1.    Worin besteht der Unterschied zwischen dem Versicherungsnehmer (VN), der versicherten Person         (VP)  und der Bezugsberechtigten Person?

2.    Muss der Versicherungsnehmer die Beiträge immer selbst bezahlen?

3.    Wer bestimmt über die Bezugsberechtigung?

4.    Was ist während der Vertragslaufzeit zu bedenken?

5.    Ist es ausreichend, wenn als Bezugsberechtigter „der Ehepartner“ angegeben wird?

6.    Worin unterscheidet sich das widerrufliche von einem unwiderruflichen Bezugsrecht?

7.    Kann die Bezugsberechtigung nach dem Tod der VP noch geändert werden? 

8.    Kann ein Betreuer die Bezugsänderung zu seinen Gunsten ändern? 

9.    Was versteht man unter dem  Deckungs- bzw. dem Valutaverhältnis?

10.   Kann der Erbe die Auszahlung an die Bezugsberechtigte Person verhindern?

11.   Gehört die Versicherungsleistung zum Nachlass?

12.   Wie ist die Rechtslage, wenn es eine Erbengemeinschaft gibt und nicht alle Erben dem Widerruf                      zustimmen?

13.   Was muss der Bezugsberechtigte unternehmen, wenn zu befürchten ist, dass der Erbe die       Auszahlung verhindern will?

14.   Ist auf die Versicherungsleitung Erbschaftsteuer zu zahlen?

15.   Kann die Erbschaftssteuer vermieden werden und was ist eine sog.
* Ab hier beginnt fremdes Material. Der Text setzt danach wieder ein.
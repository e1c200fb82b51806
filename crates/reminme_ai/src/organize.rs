//! Structuring free-form notes into people, memories, follow-ups and events.
//!
//! Failures are surfaced to the caller: structuring is an explicit request.

use chrono::NaiveDate;
use serde::{Deserialize, Serialize};

use crate::json::parse_reply;
use crate::provider::{AiError, ChatMessage, CompletionParams, CompletionProvider};

const ORGANIZE_INSTRUCTION: &str = "You turn a personal note into structured records. \
Respond with strict JSON only: {\"person\": {\"name\": string, \"relationship\": string|null, \
\"company\": string|null, \"role\": string|null} | null, \"memories\": [string], \
\"follow_ups\": [{\"description\": string, \"due_date\": \"YYYY-MM-DD\"|null}], \
\"events\": [{\"title\": string, \"event_date\": \"YYYY-MM-DD\", \"description\": string|null}]}. \
Memories are standalone facts worth remembering. Resolve relative dates against today's date.";

#[derive(Debug, Clone, Default, PartialEq, Eq, Serialize, Deserialize)]
pub struct OrganizedPerson {
    #[serde(default)]
    pub name: String,
    #[serde(default)]
    pub relationship: Option<String>,
    #[serde(default)]
    pub company: Option<String>,
    #[serde(default)]
    pub role: Option<String>,
}

#[derive(Debug, Clone, Default, PartialEq, Eq, Serialize, Deserialize)]
pub struct OrganizedFollowUp {
    #[serde(default)]
    pub description: String,
    #[serde(default)]
    pub due_date: Option<String>,
}

#[derive(Debug, Clone, Default, PartialEq, Eq, Serialize, Deserialize)]
pub struct OrganizedEvent {
    #[serde(default)]
    pub title: String,
    #[serde(default)]
    pub event_date: Option<String>,
    #[serde(default)]
    pub description: Option<String>,
}

/// Structured view of one free-form note.
#[derive(Debug, Clone, Default, PartialEq, Eq, Serialize, Deserialize)]
pub struct OrganizedNote {
    #[serde(default)]
    pub person: Option<OrganizedPerson>,
    #[serde(default)]
    pub memories: Vec<String>,
    #[serde(default)]
    pub follow_ups: Vec<OrganizedFollowUp>,
    #[serde(default)]
    pub events: Vec<OrganizedEvent>,
}

/// Structures `text`. `person_name` pins the subject when the caller knows it.
pub async fn organize_text(
    provider: Option<&dyn CompletionProvider>,
    text: &str,
    person_name: Option<&str>,
    today: NaiveDate,
) -> Result<OrganizedNote, AiError> {
    let provider = provider.ok_or(AiError::NotConfigured)?;

    let mut prompt = format!("Today is {}.\n", today.format("%Y-%m-%d"));
    if let Some(name) = person_name.map(str::trim).filter(|name| !name.is_empty()) {
        prompt.push_str(&format!("The note is about {name}.\n"));
    }
    prompt.push('\n');
    prompt.push_str(text);

    let messages = vec![
        ChatMessage::system(ORGANIZE_INSTRUCTION),
        ChatMessage::user(prompt),
    ];
    let reply = provider
        .complete(&messages, &CompletionParams::structured())
        .await?;
    let mut note: OrganizedNote = parse_reply(&reply)?;

    if let Some(name) = person_name.map(str::trim).filter(|name| !name.is_empty()) {
        let person = note.person.get_or_insert_with(OrganizedPerson::default);
        if person.name.trim().is_empty() {
            person.name = name.to_string();
        }
    }
    log::info!(
        "event=ai_organize module=ai status=ok memories={} follow_ups={} events={}",
        note.memories.len(),
        note.follow_ups.len(),
        note.events.len()
    );
    Ok(note)
}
Versicherung „über Kreuz“? 

16.   Kann bei einer Lebensversicherung ein Versicherungsnehmerwechsel und muss die versicherte Person einwilligen?

17.   Fällt bei der Versicherungsleistung im Erlebensfall Schenkungssteuer an?
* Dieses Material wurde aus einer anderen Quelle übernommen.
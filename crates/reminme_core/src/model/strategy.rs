//! Generated research results and conversation strategies.

use super::{RecordId, UserId};
use serde::{Deserialize, Serialize};

/// Source link cited by a search-augmented completion.
#[derive(Debug, Clone, PartialEq, Eq, Serialize, Deserialize)]
pub struct Citation {
    pub title: String,
    pub url: String,
}

#[derive(Debug, Clone, Copy, Default, PartialEq, Eq, Serialize, Deserialize)]
#[serde(rename_all = "snake_case")]
pub enum ResearchKind {
    #[default]
    TechStack,
    Company,
    Topic,
}

impl ResearchKind {
    pub fn as_str(self) -> &'static str {
        match self {
            Self::TechStack => "tech_stack",
            Self::Company => "company",
            Self::Topic => "topic",
        }
    }

    pub fn parse(value: &str) -> Option<Self> {
        match value {
            "tech_stack" => Some(Self::TechStack),
            "company" => Some(Self::Company),
            "topic" => Some(Self::Topic),
            _ => None,
        }
    }
}

#[derive(Debug, Clone, PartialEq, Eq, Serialize, Deserialize)]
pub struct ResearchSuggestion {
    pub name: String,
    #[serde(default)]
    pub category: Option<String>,
    #[serde(default)]
    pub rationale: Option<String>,
}

#[derive(Debug, Clone, PartialEq, Eq, Serialize, Deserialize)]
pub struct ResearchResult {
    pub id: RecordId,
    pub user_id: UserId,
    pub business_id: Option<RecordId>,
    pub kind: ResearchKind,
    pub subject: String,
    pub query: String,
    pub summary: Option<String>,
    pub suggestions: Vec<ResearchSuggestion>,
    pub citations: Vec<Citation>,
    pub created_at: i64,
}

/// Generated research ready to be persisted.
#[derive(Debug, Clone, PartialEq, Eq)]
pub struct NewResearchResult {
    pub business_id: Option<RecordId>,
    pub kind: ResearchKind,
    pub subject: String,
    pub query: String,
    pub summary: Option<String>,
    pub suggestions: Vec<ResearchSuggestion>,
    pub citations: Vec<Citation>,
}

#[derive(Debug, Clone, PartialEq, Eq, Serialize, Deserialize)]
pub struct ConversationStrategy {
    pub id: RecordId,
    pub user_id: UserId,
    pub person_id: Option<RecordId>,
    pub situation: String,
    pub goal: String,
    pub summary: Option<String>,
    pub citations: Vec<Citation>,
    pub created_at: i64,
}

#[derive(Debug, Clone, PartialEq, Eq, Serialize, Deserialize)]
pub struct ConversationStep {
    pub id: RecordId,
    pub strategy_id: RecordId,
    pub position: i64,
    pub title: String,
    pub description: Option<String>,
    pub sample_phrase: Option<String>,
}

#[derive(Debug, Clone, PartialEq, Eq)]
pub struct NewConversationStep {
    pub title: String,
    pub description: Option<String>,
    pub sample_phrase: Option<String>,
}

/// Generated strategy with its steps, inserted as one unit.
#[derive(Debug, Clone, PartialEq, Eq)]
pub struct NewConversationStrategy {
    pub person_id: Option<RecordId>,
    pub situation: String,
    pub goal: String,
    pub summary: Option<String>,
    pub citations: Vec<Citation>,
    pub steps: Vec<NewConversationStep>,
}

#[derive(Debug, Clone, PartialEq, Eq, Serialize)]
pub struct StrategyDetail {
    #[serde(flatten)]
    pub strategy: ConversationStrategy,
    pub steps: Vec<ConversationStep>,
}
18.   Kann das Schenkungsangebot einer Versicherungsleistung auf den Todesfall bereits zu Lebzeiten     angenommen werden?

19.   Was ist, wenn der Versicherer die Versicherungssumme trotz Widerrufs des Schenkungsangebotes       an den Bezugsberechtigten auszahlt?
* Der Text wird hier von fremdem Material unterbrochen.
use reminme_core::auth::create_user;
use reminme_core::db::open_db_in_memory;
use reminme_core::model::strategy::{
    Citation, NewConversationStep, NewConversationStrategy, NewResearchResult, ResearchKind,
    ResearchSuggestion,
};
use reminme_core::{RepoError, ResearchQuery, SqliteStrategyRepository, StrategyService};

fn step(title: &str) -> NewConversationStep {
    NewConversationStep {
        title: title.to_string(),
        description: None,
        sample_phrase: None,
    }
}

#[test]
fn strategy_steps_are_stored_in_order_and_blank_steps_dropped() {
    let conn = open_db_in_memory().expect("in-memory db should open");
    let owner = create_user(&conn, "ada@example.com", None).expect("user should be created").id;
    let service = StrategyService::new(
        SqliteStrategyRepository::try_new(&conn).expect("repository should initialize"),
    );

    let detail = service
        .record_strategy(
            owner,
            NewConversationStrategy {
                person_id: None,
                situation: "Salary review".to_string(),
                goal: "Get a raise".to_string(),
                summary: Some("Lead with impact".to_string()),
                citations: vec![Citation {
                    title: "Negotiation guide".to_string(),
                    url: "https://example.com/guide".to_string(),
                }],
                steps: vec![step("Open warmly"), step("  "), step("State the ask")],
            },
        )
        .expect("record strategy should succeed");

    let titles: Vec<&str> = detail.steps.iter().map(|step| step.title.as_str()).collect();
    assert_eq!(titles, vec!["Open warmly", "State the ask"]);
    let positions: Vec<i64> = detail.steps.iter().map(|step| step.position).collect();
    assert_eq!(positions, vec![0, 1]);

    let loaded = service
        .get_strategy(owner, detail.strategy.id)
        .expect("get strategy should succeed");
    assert_eq!(loaded, detail);
    assert_eq!(loaded.strategy.citations.len(), 1);

    service.delete_strategy(owner, detail.strategy.id).expect("delete strategy should succeed");
    assert!(matches!(
        service.get_strategy(owner, detail.strategy.id),
        Err(RepoError::NotFound { .. })
    ));
    let steps: i64 = conn
        .query_row("SELECT COUNT(*) FROM conversation_steps;", [], |row| row.get(0))
        .expect("query should return a row");
    assert_eq!(steps, 0);
}

#[test]
fn strategy_requires_situation_and_goal() {
    let conn = open_db_in_memory().expect("in-memory db should open");
    let owner = create_user(&conn, "ada@example.com", None).expect("user should be created").id;
    let service = StrategyService::new(
        SqliteStrategyRepository::try_new(&conn).expect("repository should initialize"),
    );

    let result = service.record_strategy(
        owner,
        NewConversationStrategy {
            person_id: None,
            situation: "Team conflict".to_string(),
            goal: " ".to_string(),
            summary: None,
            citations: Vec::new(),
            steps: Vec::new(),
        },
    );
    match result {
        Err(RepoError::Validation(err)) => assert_eq!(err.field, "goal"),
        other => panic!("unexpected result: {other:?}"),
    }
}

#[test]
fn research_results_filter_by_kind_and_stay_private() {
    let conn = open_db_in_memory().expect("in-memory db should open");
    let owner = create_user(&conn, "ada@example.com", None).expect("user should be created").id;
    let intruder = create_user(&conn, "eve@example.com", None).expect("user should be created").id;
    let service = StrategyService::new(
        SqliteStrategyRepository::try_new(&conn).expect("repository should initialize"),
    );

    let stack = service
        .record_research(
            owner,
            NewResearchResult {
                business_id: None,
                kind: ResearchKind::TechStack,
                subject: "Payments startup".to_string(),
                query: "what stack for payments".to_string(),
                summary: None,
                suggestions: vec![ResearchSuggestion {
                    name: "PostgreSQL".to_string(),
                    category: Some("database".to_string()),
                    rationale: None,
                }],
                citations: Vec::new(),
            },
        )
        .expect("record research should succeed");
    service
        .record_research(
            owner,
            NewResearchResult {
                business_id: None,
                kind: ResearchKind::Company,
                subject: "Acme".to_string(),
                query: "who is acme".to_string(),
                summary: Some("Makes anvils".to_string()),
                suggestions: Vec::new(),
                citations: Vec::new(),
            },
        )
        .expect("record research should succeed");

    let stacks = service
        .list_research(
            owner,
            &ResearchQuery {
                business_id: None,
                kind: Some(ResearchKind::TechStack),
            },
        )
        .expect("list research should succeed");
    assert_eq!(stacks.len(), 1);
    assert_eq!(stacks[0].suggestions[0].name, "PostgreSQL");

    assert!(matches!(
        service.get_research(intruder, stack.id),
        Err(RepoError::NotFound { .. })
    ));
    assert!(service
        .list_research(intruder, &ResearchQuery::default())
        .expect("list research should succeed")
        .is_empty());
}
20.   Was passiert, wenn der Widerruf durch die Erben wirksam und rechtzeitig erfolgt ist?

21.    Wie ist die Rechtslage, wenn das Schenkungsangebot wirksam widerrufen worden ist, die Bezugsberechtigte Person aber die Auszahlung an sich fordert? 

22.    Wie ist die Rechtslage, wenn unklar ist, ob der Bezugsberechtigte das Schenkungsangebot angenommen hat?

23.    Kann das Bezugsrecht auch durch ein Testament widerrufen werden?

24.    Wie erfahre ich als Erbe, ob ein Bezugsberechtigung eingetragen worden ist? 

25.    Zusammenfassung und wichtiger Hinweis

-------------------------------------------------------------------------------------------------------------------------------------------------------------------------

1.    Worin besteht der Unterschied zwischen dem Versicherungsnehmer (VN), der Versicherten Person (VP) und der Bezugsberechtigten Person?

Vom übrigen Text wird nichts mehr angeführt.